Qu’est-ce que le risque chirurgical?

Question : Existe-t-il une « chirurgie sans risque » ?

Réponse : En médecine, le risque n’est jamais nul. Toutefois, il peut être réduit par une indication correcte, une bonne préparation, la stérilisation, la sécurité anesthésique et le suivi postopératoire.

Question : Sous quelles catégories les risques sont-ils regroupés ?

Réponse : Les risques sont généralement discutés en 3 grandes catégories :

  1. Risque d’infection (infection de la plaie / du site opératoire)
  2. Risques liés à l’anesthésie (varient selon l’état de santé général)
  3. Risques chirurgicaux spécifiques à la procédure (liés au type et au niveau de l’intervention)

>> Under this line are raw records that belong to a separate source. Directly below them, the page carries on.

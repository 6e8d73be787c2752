//! Settings store backed by a pretty-printed JSON file
//!
//! Known keys are typed fields on [`Preferences`]; anything else found in the
//! file is carried along in `extra` so newer or older versions never lose data.

use anyhow::{Context, Result};
use serde::{Deserialize, Serialize};
use serde_json::{Map, Value};
use std::fs;
use std::path::{Path, PathBuf};
use tracing::{debug, error, info, warn};

use crate::constants::config::{APP_DIR, FILENAME};

/// Key of the "minimize to tray on close" option
pub const MINIMIZE_TO_TRAY: &str = "minimize_to_tray";

#[derive(Debug, Clone, PartialEq, Serialize, Deserialize)]
pub struct Preferences {
    /// Closing the control panel hides it to the tray instead of quitting
    #[serde(default = "default_minimize_to_tray")]
    pub minimize_to_tray: bool,

    #[serde(flatten)]
    pub extra: Map<String, Value>,
}

fn default_minimize_to_tray() -> bool {
    true
}

impl Default for Preferences {
    fn default() -> Self {
        Self {
            minimize_to_tray: default_minimize_to_tray(),
            extra: Map::new(),
        }
    }
}

/// Build preferences from a stored map. A known key holding a value of the
/// wrong type falls back to its default alone; every other key is kept.
fn merge_with_defaults(mut map: Map<String, Value>) -> Preferences {
    let known: Vec<String> = match serde_json::to_value(Preferences::default()) {
        Ok(Value::Object(defaults)) => defaults.into_iter().map(|(key, _)| key).collect(),
        _ => Vec::new(),
    };
    for key in known {
        let Some(value) = map.get(&key) else {
            continue;
        };
        let single = Map::from_iter([(key.clone(), value.clone())]);
        if let Err(e) = serde_json::from_value::<Preferences>(Value::Object(single)) {
            warn!(key = %key, value = %value, error = %e, "Invalid stored setting, using its default");
            map.remove(&key);
        }
    }

    serde_json::from_value(Value::Object(map)).unwrap_or_else(|e| {
        error!(error = %e, "Failed to merge settings with defaults");
        Preferences::default()
    })
}

#[derive(Debug)]
pub struct Settings {
    path: PathBuf,
    prefs: Preferences,
}

impl Settings {
    pub fn default_path() -> PathBuf {
        let mut path = dirs::config_dir().unwrap_or_else(|| PathBuf::from("."));
        path.push(APP_DIR);
        path.push(FILENAME);
        path
    }

    /// Load from the per-user config directory
    pub fn load() -> Self {
        Self::load_from(Self::default_path())
    }

    /// Load from `path`, falling back to defaults when the file is missing or
    /// unreadable. Never fails: a broken file is logged and left untouched
    /// until the next write.
    pub fn load_from(path: impl Into<PathBuf>) -> Self {
        let path = path.into();
        let prefs = match fs::read_to_string(&path) {
            Ok(contents) => match serde_json::from_str::<Map<String, Value>>(&contents) {
                Ok(map) => {
                    info!(path = %path.display(), "Loaded settings");
                    merge_with_defaults(map)
                }
                Err(e) => {
                    error!(path = %path.display(), error = %e, "Failed to parse settings file, using defaults");
                    Preferences::default()
                }
            },
            Err(e) if e.kind() == std::io::ErrorKind::NotFound => {
                debug!(path = %path.display(), "No settings file yet, using defaults");
                Preferences::default()
            }
            Err(e) => {
                error!(path = %path.display(), error = %e, "Failed to read settings file, using defaults");
                Preferences::default()
            }
        };
        Self { path, prefs }
    }

    pub fn path(&self) -> &Path {
        &self.path
    }

    pub fn minimize_to_tray(&self) -> bool {
        self.prefs.minimize_to_tray
    }

    /// Look up any key, known or not
    pub fn get(&self, key: &str) -> Option<Value> {
        match self.as_map() {
            Ok(mut map) => map.remove(key),
            Err(e) => {
                error!(error = ?e, "Failed to read settings as a map");
                None
            }
        }
    }

    /// Change a key and write the file immediately.
    /// A value of the wrong type for a known key is rejected and logged.
    pub fn set(&mut self, key: &str, value: impl Into<Value>) {
        let value = value.into();
        let updated = self.as_map().and_then(|mut map| {
            map.insert(key.to_string(), value.clone());
            serde_json::from_value::<Preferences>(Value::Object(map))
                .with_context(|| format!("Invalid value {value} for setting '{key}'"))
        });

        match updated {
            Ok(prefs) => {
                let previous = self.get(key);
                self.prefs = prefs;
                debug!(key = %key, ?previous, value = %value, "Setting changed");
                if let Err(e) = self.save() {
                    error!(error = ?e, "Failed to save settings");
                }
            }
            Err(e) => warn!(error = ?e, "Ignoring settings change"),
        }
    }

    pub fn set_minimize_to_tray(&mut self, enabled: bool) {
        self.set(MINIMIZE_TO_TRAY, enabled);
    }

    pub fn save(&self) -> Result<()> {
        if let Some(parent) = self.path.parent()
            && !parent.as_os_str().is_empty()
        {
            fs::create_dir_all(parent)
                .context(format!("Failed to create config directory: {}", parent.display()))?;
        }
        let contents = serde_json::to_string_pretty(&self.prefs)
            .context("Failed to serialize settings to JSON")?;
        fs::write(&self.path, contents)
            .context(format!("Failed to write settings file to {}", self.path.display()))?;
        Ok(())
    }

    fn as_map(&self) -> Result<Map<String, Value>> {
        match serde_json::to_value(&self.prefs).context("Failed to serialize settings")? {
            Value::Object(map) => Ok(map),
            other => anyhow::bail!("Settings serialized to a non-object value: {other}"),
        }
    }
}

#[cfg(test)]
mod tests {
    use super::*;
    use serde_json::json;

    fn settings_path(dir: &tempfile::TempDir) -> PathBuf {
        dir.path().join("nested").join(FILENAME)
    }

    #[test]
    fn test_missing_file_uses_defaults() {
        let dir = tempfile::tempdir().unwrap();
        let settings = Settings::load_from(settings_path(&dir));
        assert!(settings.minimize_to_tray());
        assert_eq!(settings.get(MINIMIZE_TO_TRAY), Some(json!(true)));
        // Loading alone never creates the file
        assert!(!settings_path(&dir).exists());
    }

    #[test]
    fn test_set_then_fresh_load_round_trips() {
        let dir = tempfile::tempdir().unwrap();
        let path = settings_path(&dir);

        let mut settings = Settings::load_from(&path);
        settings.set(MINIMIZE_TO_TRAY, false);

        let reloaded = Settings::load_from(&path);
        assert!(!reloaded.minimize_to_tray());
    }

    #[test]
    fn test_unknown_keys_survive_set_on_other_key() {
        let dir = tempfile::tempdir().unwrap();
        let path = dir.path().join(FILENAME);
        fs::write(&path, r#"{"minimize_to_tray": true, "future_option": {"level": 3}}"#).unwrap();

        let mut settings = Settings::load_from(&path);
        settings.set_minimize_to_tray(false);

        let written: Value = serde_json::from_str(&fs::read_to_string(&path).unwrap()).unwrap();
        assert_eq!(written["future_option"], json!({"level": 3}));
        assert_eq!(written[MINIMIZE_TO_TRAY], json!(false));
    }

    #[test]
    fn test_bad_known_value_keeps_unknown_keys() {
        let dir = tempfile::tempdir().unwrap();
        let path = dir.path().join(FILENAME);
        fs::write(&path, r#"{"minimize_to_tray": "yes", "future_option": 7}"#).unwrap();

        let mut settings = Settings::load_from(&path);
        assert!(settings.minimize_to_tray());
        settings.set("theme", "dark");

        let written: Value = serde_json::from_str(&fs::read_to_string(&path).unwrap()).unwrap();
        assert_eq!(written["future_option"], json!(7));
        assert_eq!(written["theme"], json!("dark"));
        assert_eq!(written[MINIMIZE_TO_TRAY], json!(true));
    }

    #[test]
    fn test_non_object_file_uses_defaults() {
        let dir = tempfile::tempdir().unwrap();
        let path = dir.path().join(FILENAME);
        fs::write(&path, "[1, 2]").unwrap();

        let settings = Settings::load_from(&path);
        assert!(settings.minimize_to_tray());
        assert_eq!(settings.get("0"), None);
    }

    #[test]
    fn test_missing_keys_merge_with_defaults() {
        let dir = tempfile::tempdir().unwrap();
        let path = dir.path().join(FILENAME);
        fs::write(&path, r#"{"other": 1}"#).unwrap();

        let settings = Settings::load_from(&path);
        assert!(settings.minimize_to_tray());
        assert_eq!(settings.get("other"), Some(json!(1)));
    }

    #[test]
    fn test_corrupt_file_falls_back_and_is_preserved() {
        let dir = tempfile::tempdir().unwrap();
        let path = dir.path().join(FILENAME);
        fs::write(&path, "{ not json").unwrap();

        let settings = Settings::load_from(&path);
        assert!(settings.minimize_to_tray());
        assert_eq!(settings.get("other"), None);
        assert_eq!(fs::read_to_string(&path).unwrap(), "{ not json");
    }

    #[test]
    fn test_wrong_type_for_known_key_is_rejected() {
        let dir = tempfile::tempdir().unwrap();
        let path = dir.path().join(FILENAME);

        let mut settings = Settings::load_from(&path);
        settings.set(MINIMIZE_TO_TRAY, "sometimes");

        assert!(settings.minimize_to_tray());
        assert!(!path.exists());
    }

    #[test]
    fn test_file_is_pretty_printed() {
        let dir = tempfile::tempdir().unwrap();
        let path = dir.path().join(FILENAME);

        let mut settings = Settings::load_from(&path);
        settings.set("theme", "dark");

        let contents = fs::read_to_string(&path).unwrap();
        assert!(contents.contains('\n'));
        assert!(contents.contains("\"theme\": \"dark\""));
    }
}
//! Shield context menu popup
//!
//! Drawn with RENDER fills. Labels come from the TrueType renderer when one
//! is loaded, otherwise from the core `fixed` font.

use anyhow::{Context, Result};
use tracing::{debug, error, info};
use x11rb::connection::Connection;
use x11rb::protocol::render::{Color, ConnectionExt as RenderExt, CreatePictureAux, PictOp, Picture};
use x11rb::protocol::xproto::*;

use super::context::{WindowGuard, X11Context, wire_geometry};
use crate::constants::menu::{
    BACKGROUND_ARGB, CHECK_LEFT, HOVER_ARGB, PADDING, SEPARATOR_ARGB, TEXT_ARGB, TEXT_LEFT,
};
use crate::controller::MenuSurface;
use crate::menu::{MenuEntry, MenuModel};
use crate::region::{Point, Region};
use crate::shield::WindowId;

const CHECK_SIZE: u16 = 8;

/// Straight ARGB to a RENDER color
fn render_color(argb: u32) -> Color {
    let [b, g, r, a] = argb.to_le_bytes().map(|c| c as u16 * 257);
    Color { red: r, green: g, blue: b, alpha: a }
}

fn rect(region: Region) -> Rectangle {
    let (x, y, width, height) = wire_geometry(region);
    Rectangle { x, y, width, height }
}

/// Place a `width`x`height` popup at `at`, moved back inside the screen
pub fn clamp_to_screen(at: Point, width: i32, height: i32, screen_width: i32, screen_height: i32) -> Point {
    Point::new(
        at.x.min(screen_width - width).max(0),
        at.y.min(screen_height - height).max(0),
    )
}

struct CoreFont {
    font: Font,
    ascent: i16,
}

pub struct ContextMenu<'a> {
    ctx: &'a X11Context,
    window: Window,
    picture: Picture,
    gc: Gcontext,
    core_font: Option<CoreFont>,
    grabbed_pointer: bool,
    grabbed_keyboard: bool,
}

impl<'a> ContextMenu<'a> {
    pub fn new(ctx: &'a X11Context, at: Point, model: &MenuModel) -> Result<Self> {
        let screen = ctx.screen();
        let origin = clamp_to_screen(
            at,
            model.width(),
            model.height(),
            screen.width_in_pixels as i32,
            screen.height_in_pixels as i32,
        );
        let bounds = Region::new(origin.x, origin.y, model.width(), model.height());

        let window = ctx.create_argb_window(
            bounds,
            BACKGROUND_ARGB,
            EventMask::BUTTON_PRESS
                | EventMask::BUTTON_RELEASE
                | EventMask::POINTER_MOTION
                | EventMask::KEY_PRESS
                | EventMask::EXPOSURE
                | EventMask::STRUCTURE_NOTIFY,
            None,
        )?;
        let guard = WindowGuard::new(ctx, window);

        let picture = ctx.conn.generate_id()
            .context("Failed to generate ID for menu picture")?;
        ctx.conn.render_create_picture(picture, window, ctx.argb.pictformat, &CreatePictureAux::new())
            .context("Failed to create menu picture")?;

        // The core font is only needed without a TrueType renderer
        let core_font = match ctx.font {
            Some(_) => None,
            None => match Self::open_core_font(ctx) {
                Ok(core) => Some(core),
                Err(e) => {
                    free_picture(ctx, picture);
                    return Err(e);
                }
            },
        };

        let gc = match Self::create_gc(ctx, window, core_font.as_ref()) {
            Ok(gc) => gc,
            Err(e) => {
                close_core_font(ctx, core_font.as_ref());
                free_picture(ctx, picture);
                return Err(e);
            }
        };

        if let Err(e) = ctx.set_always_on_top(window, true) {
            free_gc(ctx, gc);
            close_core_font(ctx, core_font.as_ref());
            free_picture(ctx, picture);
            return Err(e);
        }

        info!(window, bounds = %bounds, "Created context menu");
        Ok(Self {
            ctx,
            window: guard.disarm(),
            picture,
            gc,
            core_font,
            grabbed_pointer: false,
            grabbed_keyboard: false,
        })
    }

    fn open_core_font(ctx: &X11Context) -> Result<CoreFont> {
        let font = ctx.conn.generate_id()
            .context("Failed to generate ID for menu font")?;
        ctx.conn.open_font(font, b"fixed")
            .context("Failed to open core font 'fixed'")?;
        let ascent = ctx.conn
            .query_font(font)
            .context("Failed to query core font metrics")?
            .reply()
            .context("Failed to get core font metrics")?
            .font_ascent;
        Ok(CoreFont { font, ascent })
    }

    fn create_gc(ctx: &X11Context, window: Window, core_font: Option<&CoreFont>) -> Result<Gcontext> {
        let gc = ctx.conn.generate_id()
            .context("Failed to generate ID for menu GC")?;
        let mut gc_aux = CreateGCAux::new().foreground(TEXT_ARGB).background(BACKGROUND_ARGB);
        if let Some(core) = core_font {
            gc_aux = gc_aux.font(core.font);
        }
        ctx.conn.create_gc(gc, window, &gc_aux)
            .context("Failed to create menu GC")?;
        Ok(gc)
    }

    fn fill(&self, argb: u32, area: Region) -> Result<()> {
        self.ctx.conn
            .render_fill_rectangles(PictOp::SRC, self.picture, render_color(argb), &[rect(area)])
            .context(format!("Failed to fill menu area {}", area))?;
        Ok(())
    }

    fn draw_check(&self, row: Region, checked: bool) -> Result<()> {
        let size = CHECK_SIZE as i32;
        let check = Region::new(CHECK_LEFT as i32, row.y + (row.height - size) / 2, size, size);
        if checked {
            self.fill(TEXT_ARGB, check)
        } else {
            let mut outline = rect(check);
            outline.width -= 1;
            outline.height -= 1;
            self.ctx.conn.poly_rectangle(self.window, self.gc, &[outline])
                .context("Failed to draw menu check box")?;
            Ok(())
        }
    }

    fn draw_label(&self, label: &str, row: Region, background: u32) -> Result<()> {
        if let Some(font) = &self.ctx.font {
            let rendered = font.render_text(label, TEXT_ARGB);
            if rendered.is_empty() {
                return Ok(());
            }
            let (width, height) = (rendered.width as u16, rendered.height as u16);
            let y = row.y + (row.height - height as i32) / 2;

            let text_pixmap = self.ctx.conn.generate_id()
                .context("Failed to generate ID for label pixmap")?;
            self.ctx.conn.create_pixmap(crate::constants::x11::ARGB_DEPTH, text_pixmap, self.window, width, height)
                .context(format!("Failed to create pixmap for label '{}'", label))?;
            self.ctx.conn.put_image(
                ImageFormat::Z_PIXMAP,
                text_pixmap,
                self.gc,
                width,
                height,
                0,
                0,
                0,
                crate::constants::x11::ARGB_DEPTH,
                &rendered.to_bgra_bytes(),
            )
            .context(format!("Failed to upload label '{}'", label))?;

            let text_picture = self.ctx.conn.generate_id()
                .context("Failed to generate ID for label picture")?;
            self.ctx.conn.render_create_picture(text_picture, text_pixmap, self.ctx.argb.pictformat, &CreatePictureAux::new())
                .context(format!("Failed to create picture for label '{}'", label))?;
            self.ctx.conn.render_composite(
                PictOp::OVER,
                text_picture,
                0u32,
                self.picture,
                0,
                0,
                0,
                0,
                TEXT_LEFT,
                y as i16,
                width,
                height,
            )
            .context(format!("Failed to composite label '{}'", label))?;

            self.ctx.conn.render_free_picture(text_picture)
                .context("Failed to free label picture")?;
            self.ctx.conn.free_pixmap(text_pixmap)
                .context("Failed to free label pixmap")?;
        } else if let Some(core) = &self.core_font {
            self.ctx.conn.change_gc(self.gc, &ChangeGCAux::new().background(background))
                .context("Failed to set label background")?;
            let baseline = row.y + (row.height + core.ascent as i32) / 2 - 1;
            self.ctx.conn.image_text8(self.window, self.gc, TEXT_LEFT, baseline as i16, label.as_bytes())
                .context(format!("Failed to draw label '{}'", label))?;
        }
        Ok(())
    }
}

impl MenuSurface for ContextMenu<'_> {
    fn id(&self) -> WindowId {
        self.window
    }

    fn show(&mut self) -> Result<()> {
        self.ctx.map(self.window)
    }

    fn grab_input(&mut self) -> Result<()> {
        let pointer = self.ctx.conn
            .grab_pointer(
                false,
                self.window,
                EventMask::BUTTON_PRESS | EventMask::BUTTON_RELEASE | EventMask::POINTER_MOTION,
                GrabMode::ASYNC,
                GrabMode::ASYNC,
                x11rb::NONE,
                x11rb::NONE,
                x11rb::CURRENT_TIME,
            )
            .context("Failed to request pointer grab for context menu")?
            .reply()
            .context("Failed to get reply for pointer grab")?
            .status;
        if pointer != GrabStatus::SUCCESS {
            anyhow::bail!("Pointer grab refused: {:?}", pointer);
        }
        self.grabbed_pointer = true;

        let keyboard = self.ctx.conn
            .grab_keyboard(true, self.window, x11rb::CURRENT_TIME, GrabMode::ASYNC, GrabMode::ASYNC)
            .context("Failed to request keyboard grab for context menu")?
            .reply()
            .context("Failed to get reply for keyboard grab")?
            .status;
        if keyboard != GrabStatus::SUCCESS {
            anyhow::bail!("Keyboard grab refused: {:?}", keyboard);
        }
        self.grabbed_keyboard = true;
        debug!(window = self.window, "Context menu grabbed input");
        Ok(())
    }

    fn redraw(&mut self, model: &MenuModel) -> Result<()> {
        self.fill(BACKGROUND_ARGB, Region::new(0, 0, model.width(), model.height()))?;

        for (index, entry) in model.entries().iter().enumerate() {
            let Some(row) = model.entry_rect(index) else {
                continue;
            };
            match entry {
                MenuEntry::Separator => {
                    let inset = PADDING as i32;
                    let line = Region::new(inset, row.y + row.height / 2, row.width - 2 * inset, 1);
                    self.fill(SEPARATOR_ARGB, line)?;
                }
                MenuEntry::Item { label, checked, .. } => {
                    let background = if model.hovered() == Some(index) { HOVER_ARGB } else { BACKGROUND_ARGB };
                    self.fill(background, row)?;
                    if let Some(checked) = checked {
                        self.draw_check(row, *checked)?;
                    }
                    self.draw_label(label, row, background)?;
                }
            }
        }

        self.ctx.conn.flush()
            .context("Failed to flush X11 connection after menu redraw")?;
        Ok(())
    }
}

fn free_gc(ctx: &X11Context, gc: Gcontext) {
    if let Err(e) = ctx.conn.free_gc(gc) {
        error!(gc, error = %e, "Failed to free menu GC");
    }
}

fn close_core_font(ctx: &X11Context, core_font: Option<&CoreFont>) {
    if let Some(core) = core_font
        && let Err(e) = ctx.conn.close_font(core.font)
    {
        error!(font = core.font, error = %e, "Failed to close menu font");
    }
}

fn free_picture(ctx: &X11Context, picture: Picture) {
    if let Err(e) = ctx.conn.render_free_picture(picture) {
        error!(picture, error = %e, "Failed to free menu picture");
    }
}

impl Drop for ContextMenu<'_> {
    fn drop(&mut self) {
        if self.grabbed_pointer
            && let Err(e) = self.ctx.conn.ungrab_pointer(x11rb::CURRENT_TIME)
        {
            error!(error = %e, "Failed to release pointer grab");
        }
        if self.grabbed_keyboard
            && let Err(e) = self.ctx.conn.ungrab_keyboard(x11rb::CURRENT_TIME)
        {
            error!(error = %e, "Failed to release keyboard grab");
        }
        free_gc(self.ctx, self.gc);
        close_core_font(self.ctx, self.core_font.as_ref());
        free_picture(self.ctx, self.picture);
        debug!(window = self.window, "Destroying context menu");
        self.ctx.destroy(self.window);
    }
}

#[cfg(test)]
mod tests {
    use super::*;

    #[test]
    fn test_render_color_scales_channels() {
        let color = render_color(0xFF_80_00_01);
        assert_eq!(color.alpha, 0xFFFF);
        assert_eq!(color.red, 0x80 * 257);
        assert_eq!(color.green, 0);
        assert_eq!(color.blue, 257);
    }

    #[test]
    fn test_clamp_keeps_menu_on_screen() {
        // Fits as is
        assert_eq!(clamp_to_screen(Point::new(100, 100), 200, 121, 1920, 1080), Point::new(100, 100));
        // Near the bottom-right corner → shifted back
        assert_eq!(clamp_to_screen(Point::new(1900, 1070), 200, 121, 1920, 1080), Point::new(1720, 959));
        // Negative positions clamp to the origin
        assert_eq!(clamp_to_screen(Point::new(-5, -5), 200, 121, 1920, 1080), Point::new(0, 0));
    }
}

Les taux approximatifs fréquemment rapportés dans la littérature sont des « fourchettes moyennes » et varient selon la procédure et le patient :
• Infection du site opératoire : dans de nombreuses interventions programmées, environ 1–5 %
Déchirure durale / fuite de LCR en chirurgie rachidienne : selon la procédure, environ 1–10 % dans certaines séries
Récidive après chirurgie de hernie discale lombaire : environ 5–15 %
Nausées–vomissements après anesthésie générale : environ 20–30 % selon le profil de risque
Mal de gorge / modification de la voix due à l’intubation : plaintes temporaires fréquentes, environ 30–70 % dans de nombreuses études

Que puis-je faire en tant que patient pour réduire le risque chirurgical ?

  1. Si vous fumez, mettez en place un plan d’arrêt (notamment pour la cicatrisation).
  2. Optimisez le contrôle des maladies telles que le diabète et l’hypertension.
  3. Informez complètement votre médecin de tous les médicaments (y compris les anticoagulants).
  4. Apprenez les signes d’infection : fièvre, rougeur, écoulement, douleur croissante.
  5. Ne manquez pas les rendez-vous de suivi après la sortie.